Heh, that's one bottle down. That was quick.

 

Mm, stuff's actually not bad for cheap wine. Maja has good taste... She doesn't mind us going through her stores, does she? Normally her and I call it quits after one bottle.

 

She keeps a ton of cheap wine around for this very situation. She saves the expensive bottles for special occasions, those she keeps hidden away somewhere.

 

Anyways, we can head into Whiterun tomorrow to refill her stock if need be, I have the coin for it.

 

Assuming the hangover doesn't keep us here... Ahh. As you were saying?

 

The Dominion, yes. I've not forgotten our deal, don't worry. Tomorrow night will be your turn, but tonight I'll share my story.

 

So... where -- *hic* eek. Sorry, I don't normally drink quite this much. Where should I begin?

 

Just start from the beginning, I suppose. Whatever you're comfortable with talking about.

 

Alright...

 

Hmm...

 

...

 

I, uh...

... Sorry, not used to talking about this. It's been years...

It's alright.

...

... I, uh... ... I... was born into nobility. A... somewhat powerful family from Lillandril, northwest of Alinor. The city, rather.

I grew up believing the propaganda, as so many of us do now. Looking back, of course I can see how... how far we've fallen. Degraded. But at the time, I wholly believed in the Thalmor's cause. I believed that their way was just, that it was right.

Their belief is hardly new one, of course. Lorkhan tricking our et'Ada ancestors and imprisoning them here in the Mundus, us wanting to escape back, that's all been a traditional mindset of ours for quite a long time. But the Thalmor... the Thalmor take it to the extreme. I'm sure I need not speak of their utter hatred for the Mundus and Man, you've fought against it first-hand. But always know that they're patient, and very cunning.

They know how to manipulate a situation. They went from a small extremist minority to the rulers of the Summerset Isles, anon Alinor. They riled up the Argonian invasion of Morrowind. And day by day they corrupt more and more of our people with their... their vitriol, and seemingly inalienable contempt for this existence.

A sort of... saving grace for me, I suppose, was that I wasn't nearly as radicalized as some of the others; I bought into the cause, but not the hatred. I managed to keep a degree of moderation. I still saw you as the opposition, of course, but... less of an enemy, more as just our misguided younger cousins. I hoped you could eventually be made to see the truth, and we could all work together to break free of the Mundus and escape together.

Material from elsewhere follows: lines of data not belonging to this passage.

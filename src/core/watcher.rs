//! 构建期间的输出目录变更跟踪

use crate::core::file_state::LocalFileDescriptor;
use notify::event::{ModifyKind, RenameMode};
use notify::{Event, EventKind, RecommendedWatcher, RecursiveMode, Watcher};
use std::collections::{BTreeSet, HashSet};
use std::path::{Path, PathBuf};
use std::sync::{Arc, Mutex};
use std::time::Duration;
use tracing::{debug, warn};
use walkdir::WalkDir;

/// 本次运行中发生变化的路径集合
#[derive(Clone, Default)]
pub struct ChangeSet {
    paths: Arc<Mutex<HashSet<PathBuf>>>,
}

impl ChangeSet {
    pub fn new() -> Self {
        Self::default()
    }

    pub fn insert(&self, path: PathBuf) {
        self.paths
            .lock()
            .unwrap_or_else(|e| e.into_inner())
            .insert(path);
    }

    pub fn remove(&self, path: &Path) {
        self.paths
            .lock()
            .unwrap_or_else(|e| e.into_inner())
            .remove(path);
    }

    pub fn len(&self) -> usize {
        self.paths.lock().unwrap_or_else(|e| e.into_inner()).len()
    }

    pub fn is_empty(&self) -> bool {
        self.len() == 0
    }

    /// 按文件系统事件更新集合
    fn apply(&self, event: Event) {
        match event.kind {
            EventKind::Modify(ModifyKind::Name(RenameMode::Both)) if event.paths.len() >= 2 => {
                self.remove(&event.paths[0]);
                self.insert(event.paths[1].clone());
            }
            EventKind::Modify(ModifyKind::Name(RenameMode::From)) | EventKind::Remove(_) => {
                for path in &event.paths {
                    self.remove(path);
                }
            }
            EventKind::Create(_) | EventKind::Modify(_) => {
                for path in event.paths {
                    self.insert(path);
                }
            }
            _ => {}
        }
    }

    /// 生成不可变快照：仅保留根目录下仍然存在的普通文件，按相对路径排序
    ///
    /// 新建目录在监听生效前写入的文件不会产生事件，目录一律展开。
    pub fn snapshot(&self, root: &Path) -> Vec<LocalFileDescriptor> {
        let tracked: Vec<PathBuf> = self
            .paths
            .lock()
            .unwrap_or_else(|e| e.into_inner())
            .iter()
            .cloned()
            .collect();

        let mut candidates = BTreeSet::new();
        for path in tracked {
            if path.is_dir() {
                candidates.extend(
                    WalkDir::new(&path)
                        .follow_links(true)
                        .into_iter()
                        .filter_map(Result::ok)
                        .filter(|entry| entry.file_type().is_file())
                        .map(|entry| entry.into_path()),
                );
            } else if path.is_file() {
                candidates.insert(path);
            }
        }

        let mut files: Vec<LocalFileDescriptor> = candidates
            .iter()
            .filter_map(|path| match LocalFileDescriptor::from_path(root, path) {
                Ok(descriptor) => Some(descriptor),
                Err(e) => {
                    debug!("忽略变更路径 {}: {}", path.display(), e);
                    None
                }
            })
            .collect();

        files.sort_by(|a, b| a.relative_path.cmp(&b.relative_path));
        files
    }
}

/// 递归监听目录，把变更记入 `ChangeSet`
pub struct ChangeTracker {
    root: PathBuf,
    changes: ChangeSet,
    settle: Duration,
    _watcher: RecommendedWatcher,
}

impl ChangeTracker {
    pub fn start(root: &Path, settle: Duration) -> notify::Result<Self> {
        let changes = ChangeSet::new();
        let sink = changes.clone();

        let mut watcher = notify::recommended_watcher(move |res: notify::Result<Event>| match res {
            Ok(event) => sink.apply(event),
            Err(e) => warn!("文件监听错误: {}", e),
        })?;
        watcher.watch(root, RecursiveMode::Recursive)?;

        Ok(Self {
            root: root.to_path_buf(),
            changes,
            settle,
            _watcher: watcher,
        })
    }

    /// 等待事件稳定后停止监听并返回变更文件
    pub async fn finish(self) -> Vec<LocalFileDescriptor> {
        tokio::time::sleep(self.settle).await;
        let files = self.changes.snapshot(&self.root);
        debug!("监听结束: {} 个变更路径, {} 个文件", self.changes.len(), files.len());
        files
    }
}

But I knew blood had to be shed before that could happen. The Great War was in planning for some time, and... well, I never much cared for court intrigue. Politics and rumormongering were not my forte, I always saw myself making a difference with a blade in my hand. So I went into the military, and trained as a Templar. That's where I excelled. It was just, uh... smaller stuff, at first. Guard duty, quelling bandits and... insurrections... so on and so forth. The Dominion has its own internal problems to deal with like anywhere else, and those problems were my opportunity to show my worth. We weren't fighting the War just yet, but I still managed to climb my way up a ways and show I was capable of more efficiency and subtlety than the rest of the rank and file.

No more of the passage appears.